OAIPMH harvester library for Invenio. Development only, not for production.

Project description

OARepo OAI-PMH harvester

An OAI-PMH harvesing library for Invenio 3.5+. The library provides initial transformation of OAI-PMH payload to an intermediary json representation which is later on transformed by a specific transformer to invenio records.

Due to their generic nature, these transformers are not part of this library but have to be provided by an application.

The progress and transformation errors are captured within the database.

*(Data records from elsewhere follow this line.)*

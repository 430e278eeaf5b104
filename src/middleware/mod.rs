//! 中间件模块

pub mod auth;

pub use auth::RequireApiKey;
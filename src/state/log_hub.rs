//! 部署日志中心
//!
//! 每个远程部署一个 broadcast 通道，SSE 订阅者按部署 ID 取用

use chrono::{DateTime, Utc};
use std::collections::HashMap;
use tokio::sync::{broadcast, RwLock};

use crate::config::constants::DEPLOY_LOG_CAPACITY;
use crate::domain::LogLine;

struct LogChannel {
    sender: broadcast::Sender<LogLine>,
    created_at: DateTime<Utc>,
    finished: bool,
}

/// 部署日志中心
pub struct LogHub {
    channels: RwLock<HashMap<String, LogChannel>>,
}

impl LogHub {
    pub fn new() -> Self {
        Self {
            channels: RwLock::new(HashMap::new()),
        }
    }

    /// 为部署创建日志通道，返回发送端
    pub async fn create(&self, deployment_id: &str) -> broadcast::Sender<LogLine> {
        let (sender, _) = broadcast::channel(DEPLOY_LOG_CAPACITY);
        let mut channels = self.channels.write().await;
        channels.insert(
            deployment_id.to_string(),
            LogChannel {
                sender: sender.clone(),
                created_at: Utc::now(),
                finished: false,
            },
        );
        sender
    }

    /// 订阅部署日志；通道不存在返回 None
    pub async fn subscribe(&self, deployment_id: &str) -> Option<broadcast::Receiver<LogLine>> {
        let channels = self.channels.read().await;
        channels.get(deployment_id).map(|c| c.sender.subscribe())
    }

    /// 标记部署结束（通道保留，晚到的订阅者仍能拿到结束信号）
    pub async fn finish(&self, deployment_id: &str) {
        let mut channels = self.channels.write().await;
        if let Some(channel) = channels.get_mut(deployment_id) {
            channel.finished = true;
        }
    }

    pub async fn is_finished(&self, deployment_id: &str) -> bool {
        let channels = self.channels.read().await;
        channels
            .get(deployment_id)
            .map(|c| c.finished)
            .unwrap_or(true)
    }

    /// 清理已结束且超过 max_age 的通道
    pub async fn cleanup_expired(&self, max_age: chrono::Duration) -> usize {
        let cutoff = Utc::now() - max_age;
        let mut channels = self.channels.write().await;
        let before = channels.len();
        channels.retain(|_, c| !(c.finished && c.created_at < cutoff));
        before - channels.len()
    }

    pub async fn active_count(&self) -> usize {
        let channels = self.channels.read().await;
        channels.values().filter(|c| !c.finished).count()
    }
}

impl Default for LogHub {
    fn default() -> Self {
        Self::new()
    }
}

#[cfg(test)]
mod tests {
    use super::*;

    #[tokio::test]
    async fn test_subscribe_receives_lines() {
        let hub = LogHub::new();
        let sender = hub.create("dep-1").await;
        let mut rx = hub.subscribe("dep-1").await.unwrap();

        sender.send(LogLine::stdout("[1/8] Connect")).unwrap();
        let line = rx.recv().await.unwrap();
        assert_eq!(line.content, "[1/8] Connect");
        assert!(hub.subscribe("missing").await.is_none());
    }

    #[tokio::test]
    async fn test_finish_and_cleanup() {
        let hub = LogHub::new();
        hub.create("dep-1").await;
        hub.create("dep-2").await;
        assert_eq!(hub.active_count().await, 2);

        hub.finish("dep-1").await;
        assert!(hub.is_finished("dep-1").await);
        assert!(!hub.is_finished("dep-2").await);
        assert!(hub.is_finished("unknown").await);

        let removed = hub.cleanup_expired(chrono::Duration::seconds(-1)).await;
        assert_eq!(removed, 1);
        assert!(hub.subscribe("dep-1").await.is_none());
        assert_eq!(hub.active_count().await, 1);
    }
}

For now, the library does not provide error notifications, but these will be added. A sentry might be used for the logging & reporting.

Installation

poetry add oarepo-oaipmh-harvester

Configuration

All configuration is inside the database model OAIHarvesterConfig. There is a command-line tool to add a new config:

invenio oaiharvester add \
  --code nusl \
  --name NUŠL \
  --url "http://invenio.nusl.cz/oai2d/" \
  --set global \
  --prefix marcxml 
  --transformer nusl_oai.transformer.NuslTransformer

This will register an oai-pmh harvester with code "nusl", its url, oai set and metadata prefix. Records from this harvester will be transformed by the NuslTransformer before they are written to the repository.

Options:

Usage: invenio oaiharvester add [OPTIONS]

Options:
  --code TEXT         OAI server code  [required]
  --name TEXT         OAI server name  [required]
  --url TEXT          OAI base url  [required]
  --set TEXT          OAI set  [required]
  --prefix TEXT       OAI metadata prefix  [required]
  --parser TEXT       OAI metadata parser. If not passed, a prefix-based default is used
  --transformer TEXT  Transformer class  [required]

Usage

Command-line

On command line, invoke

oaiharvester harvest nusl <optional list of oai identifiers to harvest>

Options:

  -a, --all-records  Re-harvest all records, not from the last timestamp
  --background       Start Harvest on background (via celery task), return immediately
  --dump-to TEXT     Do not import records, just dump (cache) them to this
                     directory (mostly for debugging)
  --load-from TEXT   Do not contact oai-pmh server but load the records from
                     this directory (created by dump-to option)

Celery task

@shared_task
def oai_harvest(
        harvester_id: str, 
        start_from: str, 
        load_from: str = None, 
        dump_to: str = None,
        on_background=False, 
        identifiers=None):
    """
    @param harvester_id: id of the harvester configuration (OAIHarvesterConfig) object
    @param start_from: datestamp (either YYYY-MM-DD or YYYY-MM-DDThh:mm:ss, 
           depends on the OAI endpoint), inclusive
    @param load_from: if set, a path to the directory on the filesystem where 
           the OAI-PMH data are present (in *.json.gz files)
    @param dump_to: if set, harvested metadata will be parsed from xml to json 
           and stored into this directory, not to the repository
    @param on_background: if True, transformation and storage will be started in celery tasks and can run in parallel.
           If false, they will run sequentially inside this task
    @param identifiers: if load_from is set, it is a list of file names within the directory. 
           If load_from is not set, these are oai identifiers for GetRecord. If not set at all, all records from 
           start_from are harvested 
    """

Harvest status

Each harvest creates a row in OAIHarvestRun database table containing first and last datestamps and harvest status (running, completed, errored, ...)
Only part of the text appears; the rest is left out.